Tuberculosis-associated IFN-I induces Siglec-1 on tunneling nanotubes and favors HIV-1 spread in macrophages

BALBOA, LUCIANA; ROUSSET, STELLA; POINCLOUX, RENAUD; KAUSHAL, DEEPAK; MARTINEZ-PICADO, JAVIER; MARIDONNEAU-PARINI, ISABELLE; LUGO-VILLARINO, GEANNCARLO; DUPONT, MAEVA; MANH, THIEN-PHONG VU; COUGOULE, CÉLINE; NEJI, MYRIAM BEN; KURODA, MARCELO J.; IZQUIERDO-USEROS, NURIA; NEYROLLES, OLIVIER; SOURIANT, SHANTI; PINGRIS, KARINE; ROMBOUTS, YOANN; ALLERS, CAROLINA; BENET, SUSANA; SASIAIN, MARIA DEL CARMEN; VÉROLLET, CHRISTEL

eLife

eLife Sciences Publications Ltd

Año: 2020 vol. 9

While tuberculosis (TB) is a risk factor in HIV-1-infected individuals, the mechanisms by which Mycobacterium tuberculosis (Mtb) worsens HIV-1 pathogenesis remain scarce. We showed that HIV-1 infection is exacerbated in macrophages exposed to TB-associated microenvironments due to tunneling nanotube (TNT) formation. To identify molecular factors associated with TNT function, we performed a transcriptomic analysis in these macrophages, and revealed the up-regulation of Siglec-1 receptor.

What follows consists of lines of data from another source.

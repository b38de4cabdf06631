//! Editor state and its reducer.
//!
//! # Responsibility
//! - Track the selected note, the two drafts and a pending delete request.
//! - Apply user/lifecycle events as pure `(state, event) -> state` transitions.
//!
//! # Invariants
//! - `selection = Some(t)` implies `t` exists in the collection passed to `reduce`.
//! - Right after `Select(t)`, `content_draft` equals the stored content of `t`.
//! - The title draft is read-only while a note is selected.
//! - `reduce` never touches storage; callers issue persistence themselves.

use crate::model::note::NoteCollection;
use std::error::Error;
use std::fmt::{Display, Formatter};

/// Which of the two screen modes the editor is in.
#[derive(Debug, Clone, Copy, PartialEq, Eq)]
pub enum EditorMode {
    /// No selection; the primary action adds a note.
    New,
    /// A stored note is loaded; the primary action saves its content.
    Editing,
}

/// Primary button behavior, derived from the mode.
#[derive(Debug, Clone, Copy, PartialEq, Eq)]
pub enum PrimaryAction {
    Add,
    Save,
}

impl PrimaryAction {
    pub fn label(self) -> &'static str {
        match self {
            Self::Add => "Add Note",
            Self::Save => "Save Changes",
        }
    }
}

/// Transient editing state. Never persisted.
#[derive(Debug, Clone, Default, PartialEq, Eq)]
pub struct EditorState {
    selection: Option<String>,
    title_draft: String,
    content_draft: String,
    pending_delete: Option<String>,
}

impl EditorState {
    pub fn new() -> Self {
        Self::default()
    }

    pub fn selection(&self) -> Option<&str> {
        self.selection.as_deref()
    }

    pub fn title_draft(&self) -> &str {
        &self.title_draft
    }

    pub fn content_draft(&self) -> &str {
        &self.content_draft
    }

    /// Title awaiting delete confirmation, if any.
    pub fn pending_delete(&self) -> Option<&str> {
        self.pending_delete.as_deref()
    }

    pub fn mode(&self) -> EditorMode {
        if self.selection.is_some() {
            EditorMode::Editing
        } else {
            EditorMode::New
        }
    }

    pub fn title_editable(&self) -> bool {
        self.mode() == EditorMode::New
    }

    pub fn primary_action(&self) -> PrimaryAction {
        match self.mode() {
            EditorMode::New => PrimaryAction::Add,
            EditorMode::Editing => PrimaryAction::Save,
        }
    }

    fn cleared(pending_delete: Option<String>) -> Self {
        Self {
            pending_delete,
            ..Self::default()
        }
    }
}

/// Inputs to the editor reducer.
#[derive(Debug, Clone, PartialEq, Eq)]
pub enum EditorEvent {
    Select(String),
    ClearSelection,
    EditTitleDraft(String),
    EditContentDraft(String),
    RequestDelete(String),
    CancelDelete,
    /// A note was added from the drafts.
    NoteAdded,
    /// A note was removed from the collection.
    NoteDeleted(String),
    /// The collection was replaced by a reload.
    NotesReloaded,
}

/// Rejected transitions. The state is left unchanged.
#[derive(Debug, Clone, PartialEq, Eq)]
pub enum TransitionError {
    UnknownNote(String),
    TitleLocked,
    /// Adding needs new-note mode.
    NoteSelected,
}

impl Display for TransitionError {
    fn fmt(&self, f: &mut Formatter<'_>) -> std::fmt::Result {
        match self {
            Self::UnknownNote(_) => write!(f, "note does not exist"),
            Self::TitleLocked => write!(f, "title of an existing note cannot be edited"),
            Self::NoteSelected => write!(f, "a note is selected; clear it before adding"),
        }
    }
}

impl Error for TransitionError {}

/// Computes the next editor state for `event`.
///
/// `notes` is the collection as it stands after any store mutation that
/// triggered the event.
pub fn reduce(
    state: &EditorState,
    event: EditorEvent,
    notes: &NoteCollection,
) -> Result<EditorState, TransitionError> {
    match event {
        EditorEvent::Select(title) => {
            let content = notes
                .get(&title)
                .ok_or_else(|| TransitionError::UnknownNote(title.clone()))?;
            Ok(EditorState {
                content_draft: content.to_string(),
                title_draft: title.clone(),
                selection: Some(title),
                pending_delete: state.pending_delete.clone(),
            })
        }
        EditorEvent::ClearSelection | EditorEvent::NoteAdded => {
            Ok(EditorState::cleared(state.pending_delete.clone()))
        }
        EditorEvent::EditTitleDraft(text) => {
            if !state.title_editable() {
                return Err(TransitionError::TitleLocked);
            }
            Ok(EditorState {
                title_draft: text,
                ..state.clone()
            })
        }
        EditorEvent::EditContentDraft(text) => Ok(EditorState {
            content_draft: text,
            ..state.clone()
        }),
        EditorEvent::RequestDelete(title) => {
            if !notes.contains(&title) {
                return Err(TransitionError::UnknownNote(title));
            }
            Ok(EditorState {
                pending_delete: Some(title),
                ..state.clone()
            })
        }
        EditorEvent::CancelDelete => Ok(EditorState {
            pending_delete: None,
            ..state.clone()
        }),
        EditorEvent::NoteDeleted(title) => {
            let pending_delete = state
                .pending_delete
                .clone()
                .filter(|pending| *pending != title);
            if state.selection.as_deref() == Some(title.as_str()) {
                return Ok(EditorState::cleared(pending_delete));
            }
            Ok(EditorState {
                pending_delete,
                ..state.clone()
            })
        }
        EditorEvent::NotesReloaded => {
            let pending_delete = state
                .pending_delete
                .clone()
                .filter(|pending| notes.contains(pending));
            match state.selection.as_deref() {
                Some(selected) if !notes.contains(selected) => {
                    Ok(EditorState::cleared(pending_delete))
                }
                _ => Ok(EditorState {
                    pending_delete,
                    ..state.clone()
                }),
            }
        }
    }
}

Siglec-1 expression depends on Mtb-induced production of type I interferon (IFN-I). In co-infected non-human primates, Siglec-1 is highly expressed by alveolar macrophages, whose abundance correlates with pathology and activation of IFN-I/STAT1 pathway. Siglec-1 localizes mainly on microtubule-containing TNT that are long and carry HIV-1 cargo. Siglec-1 depletion decreases TNT length, diminishes HIV-1 capture and cell-to-cell transfer, and abrogates the exacerbation of HIV-1 infection induced by Mtb. Altogether, we uncover a deleterious role for Siglec-1 in TB-HIV-1 co-infection and opens new avenues to understand TNT biology.